Thousands of people have watched aerobatic displays from the shores of Eastbourne this week, but The Argus was given the opportunity to discover how they looked from the sky. FLORA THOMPSON reports.

MY heart was in my mouth as I prepared to take off from Shoreham Airport yesterday with the Blades display team. I had been invited to witness first-hand the daring stunts executed by the former Red Arrows pilots as a passenger on board one of the Extra 300s.

I was excited and nervous. I knew I was in safe hands with Blade 3 Andy Evans who took me on a tour of the skies in the model's 330 - the fleet's most powerful aircraft.

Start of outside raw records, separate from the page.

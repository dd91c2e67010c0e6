//! Removal of values made redundant by an equal value under a dominating configuration.

use crate::{
    diagnostics::{DiagnosticCategory, Diagnostics},
    dominator::{BottomUpVisitor, DominatorTree, NodeId},
    optimize::TablePass,
    table::{ResourceConfigValue, ResourceEntry, ResourceName, ResourceTable, Value},
};

/// Drops a value when its dominator tree parent holds an equal value.
///
/// A value is kept if a sibling whose configuration is compatible with it holds a different
/// value: removing it would let a device matching both fall back to the parent instead of
/// picking between the two.
///
/// # Examples
///
/// ```rust
/// use resforge::prelude::*;
///
/// let mut table = ResourceTable::new();
/// let diag = Diagnostics::new();
/// let name: ResourceName = "app:bool/flag".parse()?;
/// for qualifiers in ["", "land"] {
///     let value = Value::new(ValueKind::Primitive(BinaryPrimitive::boolean(true)));
///     table.add_resource(&name, &qualifiers.parse()?, "", value, &diag);
/// }
///
/// assert_eq!(ResourceDeduper.run(&mut table, false, &diag), 1);
/// let (_, _, entry) = table.find_resource(&name).unwrap();
/// assert_eq!(entry.values().len(), 1);
/// # Ok::<(), resforge::Error>(())
/// ```
#[derive(Debug, Default, Clone, Copy)]
pub struct ResourceDeduper;

impl ResourceDeduper {
    /// Deduplicates the values of one entry, returning how many were removed.
    pub fn dedupe_entry(
        name: &ResourceName,
        entry: &mut ResourceEntry,
        verbose: bool,
        diag: &Diagnostics,
    ) -> usize {
        let removed = {
            let tree = DominatorTree::new(entry.values());
            let mut remover = DominatedValueRemover {
                name,
                values: entry.values(),
                removed: vec![false; entry.values().len()],
                verbose,
                diag,
            };
            tree.accept_bottom_up(&mut remover);
            remover.removed
        };

        for (slot, removed) in entry.values_mut().iter_mut().zip(removed) {
            if removed {
                slot.value = None;
            }
        }
        entry.compact()
    }
}

impl TablePass for ResourceDeduper {
    fn name(&self) -> &'static str {
        "dedupe"
    }

    fn description(&self) -> &'static str {
        "Removes values equal to the value of a dominating configuration"
    }

    fn run(&self, table: &mut ResourceTable, verbose: bool, diag: &Diagnostics) -> usize {
        let mut removed = 0;
        table.visit_entries_mut(|name, entry| {
            removed += Self::dedupe_entry(name, entry, verbose, diag);
        });
        removed
    }
}

struct DominatedValueRemover<'a> {
    name: &'a ResourceName,
    values: &'a [ResourceConfigValue],
    removed: Vec<bool>,
    verbose: bool,
    diag: &'a Diagnostics,
}

impl<'a> DominatedValueRemover<'a> {
    /// Returns the value at `index` unless it is empty or already removed.
    fn live(&self, index: usize) -> Option<&'a Value> {
        if self.removed[index] {
            return None;
        }
        let values: &'a [ResourceConfigValue] = self.values;
        values[index].value.as_ref()
    }
}

impl BottomUpVisitor for DominatedValueRemover<'_> {
    fn visit_config(&mut self, tree: &DominatorTree, node: NodeId) {
        let node = tree.node(node);
        let Some(parent) = node.parent().map(|parent| tree.node(parent)) else {
            return;
        };
        let (Some(node_index), Some(parent_index)) = (node.value(), parent.value()) else {
            return;
        };
        let (Some(node_value), Some(parent_value)) =
            (self.live(node_index), self.live(parent_index))
        else {
            return;
        };

        for &sibling in parent.children() {
            let Some(sibling_index) = tree.node(sibling).value() else {
                continue;
            };
            let Some(sibling_value) = self.live(sibling_index) else {
                continue;
            };
            if node
                .config()
                .is_compatible_with(&self.values[sibling_index].config)
                && !node_value.equals(sibling_value)
            {
                return;
            }
        }

        if !parent_value.equals(node_value) {
            return;
        }

        if self.verbose {
            self.diag.info_at(
                DiagnosticCategory::Optimize,
                node_value.source.clone(),
                format!(
                    "removing dominated duplicate resource with name \"{}\"",
                    self.name
                ),
            );
            self.diag.info_at(
                DiagnosticCategory::Optimize,
                parent_value.source.clone(),
                "dominated here",
            );
        }
        self.removed[node_index] = true;
    }
}
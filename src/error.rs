use thiserror::Error;

macro_rules! malformed_error {
    // Single string version
    ($msg:expr) => {
        crate::Error::Malformed {
            message: $msg.to_string(),
            file: file!(),
            line: line!(),
        }
    };

    // Format string with arguments version
    ($fmt:expr, $($arg:tt)*) => {
        crate::Error::Malformed {
            message: format!($fmt, $($arg)*),
            file: file!(),
            line: line!(),
        }
    };
}

/// The generic Error type, which provides coverage for all errors this library can potentially
/// return.
///
/// Most user-facing problems in a resource build (duplicate values, conflicting ids, bad entry
/// names) are not surfaced through this type: they are reported to a
/// [`crate::diagnostics::Diagnostics`] sink so that a compiler pass can keep going and report
/// every problem at once. This enum covers the conditions that stop an operation outright.
///
/// # Error Categories
///
/// ## Input Errors
/// - [`Error::InvalidConfig`] - A qualifier string could not be parsed
/// - [`Error::InvalidResourceName`] - A `package:type/entry` reference could not be parsed
///
/// ## Serialization Errors
/// - [`Error::StringTooLong`] - A string exceeds what the pool length prefix can encode
/// - [`Error::Malformed`] - A flattened string pool is corrupted
/// - [`Error::OutOfBounds`] - Attempted to read beyond the end of a buffer
///
/// # Examples
///
/// ```rust
/// use resforge::{Error, config::ConfigDescription};
///
/// match "land-en".parse::<ConfigDescription>() {
///     Ok(config) => println!("parsed {config}"),
///     Err(Error::InvalidConfig { qualifier, token }) => {
///         eprintln!("invalid qualifier '{token}' in '{qualifier}'");
///     }
///     Err(e) => eprintln!("other error: {e}"),
/// }
/// ```
#[derive(Error, Debug)]
pub enum Error {
    /// A configuration qualifier string was rejected.
    ///
    /// Parsing consumes qualifiers in a fixed canonical order, so this covers unknown
    /// tokens, trailing dashes and qualifiers that appear out of order.
    ///
    /// # Fields
    ///
    /// * `qualifier` - The complete string that was being parsed
    /// * `token` - The first token that no remaining axis accepted
    #[error("Invalid configuration '{qualifier}' - unexpected qualifier '{token}'")]
    InvalidConfig {
        /// The complete qualifier string
        qualifier: String,
        /// The offending token
        token: String,
    },

    /// A resource name reference could not be parsed.
    ///
    /// Resource names have the form `[package:]type/entry`, where `type` is one of the
    /// known [`crate::table::ResourceType`] names.
    #[error("Invalid resource name - {0}")]
    InvalidResourceName(String),

    /// A string is too long to be length-prefixed in the binary pool format.
    ///
    /// The two-unit length prefix can describe at most 0x7FFF_FFFF UTF-16 code units or
    /// 0x7FFF UTF-8 bytes.
    #[error("String of length {0} exceeds the maximum encodable pool string length")]
    StringTooLong(usize),

    /// The data is damaged and could not be parsed.
    ///
    /// # Fields
    ///
    /// * `message` - Detailed description of what was malformed
    /// * `file` - Source file where the error was detected
    /// * `line` - Source line where the error was detected
    #[error("Malformed - {file}:{line}: {message}")]
    Malformed {
        /// The message to be printed for the Malformed error
        message: String,
        /// The source file in which this error occured
        file: &'static str,
        /// The source line in which this error occured
        line: u32,
    },

    /// An out of bound access was attempted while reading a buffer.
    #[error("Out of Bound read would have occurred!")]
    OutOfBounds,

    /// Generic error for miscellaneous failures.
    #[error("{0}")]
    Error(String),
}
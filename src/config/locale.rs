//! Locale qualifiers.
//!
//! A locale occupies one or two qualifier tokens. The legacy form is a 2-3 letter language
//! optionally followed by an `r`-prefixed region (`en`, `en-rUS`, `fil-rPH`). The modified
//! BCP 47 form is a single token starting with `b+` whose subtags are separated by `+`
//! (`b+sr+Latn`, `b+es+419`, `b+de+Latn+DE+1901`).
//!
//! Languages and regions are stored packed into two bytes the way the runtime stores them:
//! two-character codes are kept verbatim, three-character codes are squeezed into 15 bits
//! with the high bit set.

use std::fmt::Write;

use crate::config::ConfigDescription;

/// A locale assembled from qualifier tokens, before it is packed into a configuration.
#[derive(Debug, Clone, Default, PartialEq, Eq)]
pub struct LocaleValue {
    /// Lower-case language, NUL padded.
    pub language: [u8; 4],
    /// Upper-case region, NUL padded.
    pub region: [u8; 4],
    /// Title-case script, NUL padded.
    pub script: [u8; 4],
    /// Lower-case variant, NUL padded.
    pub variant: [u8; 8],
}

impl LocaleValue {
    /// Parses the locale starting at the first of `parts`.
    ///
    /// Returns the number of tokens consumed, which is zero when the first token is not a
    /// locale at all. `None` means the tokens form a locale span that is malformed, which
    /// fails the whole qualifier string.
    ///
    /// # Arguments
    ///
    /// * `parts` - The remaining lower-cased qualifier tokens
    pub fn init_from_parts(&mut self, parts: &[&str]) -> Option<usize> {
        let Some(part) = parts.first() else {
            return Some(0);
        };

        if let Some(tag) = part.strip_prefix("b+") {
            let subtags: Vec<&str> = tag.split('+').collect();
            if !is_language(subtags[0]) {
                return None;
            }
            self.set_language(subtags[0]);

            match subtags.len() {
                1 => {}
                2 => {
                    let second = subtags[1];
                    match second.len() {
                        2 | 3 => self.set_region(second),
                        4 if !second.as_bytes()[0].is_ascii_digit() => self.set_script(second),
                        4..=8 => self.set_variant(second),
                        _ => return None,
                    }
                }
                3 => {
                    let second = subtags[1];
                    match second.len() {
                        4 => self.set_script(second),
                        2 | 3 => self.set_region(second),
                        _ => return None,
                    }

                    let third = subtags[2];
                    if third.len() >= 4 {
                        self.set_variant(third);
                    } else {
                        self.set_region(third);
                    }
                }
                4 => {
                    self.set_script(subtags[1]);
                    self.set_region(subtags[2]);
                    self.set_variant(subtags[3]);
                }
                _ => return None,
            }

            return Some(1);
        }

        if !is_language(part) || *part == "car" || *part == "any" {
            return Some(0);
        }

        self.set_language(part);
        match parts.get(1) {
            Some(region) if region.len() == 3 && region.starts_with('r') => {
                self.set_region(&region[1..]);
                Some(2)
            }
            _ => Some(1),
        }
    }

    /// Sets the language, lower-casing it.
    pub fn set_language(&mut self, language: &str) {
        self.language = [0; 4];
        copy_mapped(&mut self.language, language, |b| b.to_ascii_lowercase());
    }

    /// Sets the region, upper-casing it.
    pub fn set_region(&mut self, region: &str) {
        self.region = [0; 4];
        copy_mapped(&mut self.region, region, |b| b.to_ascii_uppercase());
    }

    /// Sets the script in title case (`Latn`).
    pub fn set_script(&mut self, script: &str) {
        self.script = [0; 4];
        copy_mapped(&mut self.script, script, |b| b.to_ascii_lowercase());
        self.script[0] = self.script[0].to_ascii_uppercase();
    }

    /// Sets the variant, lower-casing it.
    pub fn set_variant(&mut self, variant: &str) {
        self.variant = [0; 8];
        copy_mapped(&mut self.variant, variant, |b| b.to_ascii_lowercase());
    }

    /// Stores this locale into the locale fields of `config`.
    pub fn write_to(&self, config: &mut ConfigDescription) {
        config.language = pack_language_or_region(&self.language, b'a');
        config.country = pack_language_or_region(&self.region, b'0');
        config.locale_script = self.script;
        config.locale_variant = self.variant;
    }
}

fn is_language(part: &str) -> bool {
    (part.len() == 2 || part.len() == 3) && part.bytes().all(|b| b.is_ascii_alphabetic())
}

fn copy_mapped(out: &mut [u8], value: &str, map: impl Fn(u8) -> u8) {
    for (slot, byte) in out.iter_mut().zip(value.bytes()) {
        *slot = map(byte);
    }
}

/// Packs a 2 or 3 character code into the two-byte runtime representation.
///
/// Three character codes are stored as three 5-bit offsets from `base` with the high bit of
/// the first byte set.
pub(crate) fn pack_language_or_region(input: &[u8; 4], base: u8) -> [u8; 2] {
    if input[2] == 0 || input[2] == b'-' {
        return [input[0], input[1]];
    }

    let first = input[0].wrapping_sub(base) & 0x7f;
    let second = input[1].wrapping_sub(base) & 0x7f;
    let third = input[2].wrapping_sub(base) & 0x7f;

    [
        0x80 | (third << 2) | (second >> 3),
        (second << 5) | first,
    ]
}

/// Reverses [`pack_language_or_region`], returning the code as a string.
pub(crate) fn unpack_language_or_region(input: [u8; 2], base: u8) -> String {
    if input[0] & 0x80 != 0 {
        let first = input[1] & 0x1f;
        let second = ((input[1] & 0xe0) >> 5) | ((input[0] & 0x03) << 3);
        let third = (input[0] & 0x7c) >> 2;

        return [first, second, third]
            .iter()
            .map(|c| char::from(c + base))
            .collect();
    }

    if input[0] == 0 {
        return String::new();
    }

    [input[0], input[1]].iter().map(|&c| char::from(c)).collect()
}

fn nul_terminated(bytes: &[u8]) -> &[u8] {
    let end = bytes.iter().position(|&b| b == 0).unwrap_or(bytes.len());
    &bytes[..end]
}

/// Appends the locale of `config` to a qualifier string under construction.
///
/// Locales without script and variant use the legacy `en-rUS` form, everything else is
/// written as a `b+` tag. Three character regions (`419`) only parse in the tag form, so they
/// are written as a tag too.
pub(crate) fn append_locale(config: &ConfigDescription, out: &mut String) {
    if config.language[0] == 0 {
        return;
    }

    if !out.is_empty() {
        out.push('-');
    }

    let language = unpack_language_or_region(config.language, b'a');
    let script = nul_terminated(&config.locale_script);
    let variant = nul_terminated(&config.locale_variant);

    if script.is_empty() && variant.is_empty() && config.country[0] & 0x80 == 0 {
        out.push_str(&language);
        if config.country[0] != 0 {
            let _ = write!(out, "-r{}", unpack_language_or_region(config.country, b'0'));
        }
        return;
    }

    out.push_str("b+");
    out.push_str(&language);
    if !script.is_empty() {
        out.push('+');
        out.push_str(&String::from_utf8_lossy(script));
    }
    if config.country[0] != 0 {
        out.push('+');
        out.push_str(&unpack_language_or_region(config.country, b'0'));
    }
    if !variant.is_empty() {
        out.push('+');
        out.push_str(&String::from_utf8_lossy(variant));
    }
}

Instead I sat back, enjoyed the views and watched the other planes do all the hard work as we glided over sights including Arundel Castle, Worthing and across the English Channel.

Glimpses of Lancing College were breathtaking as we drifted between clouds and I grew used to experiencing general manoeuvres where the plane tipped from side to side.

I could not help but gasp in awe and admiration as I witnessed the fellow Blades tipping their passengers upside down, taking them on a few famous loops at 3,500 ft, flying backwards and 'barrel rolling' as the planes twisted and turned elegantly through the air at around 165mph up in front of me.

I was comforted by learning that only 5% of Blades passengers can brave the most extreme tricks. Lieutenant commander Evans said training to be a display pilot takes time but was worth.

He said: “I decided I wanted to be a pilot when I was 16 and I love what I do.

“Every formation we carry out is meticulously planned out, there is no improvisation, but we have great fun executing the displays.

“I’ve taken part in Eastbourne air show a number of times but this year I certainly think the crowd on the beach on the Thursday was the biggest it has ever been.”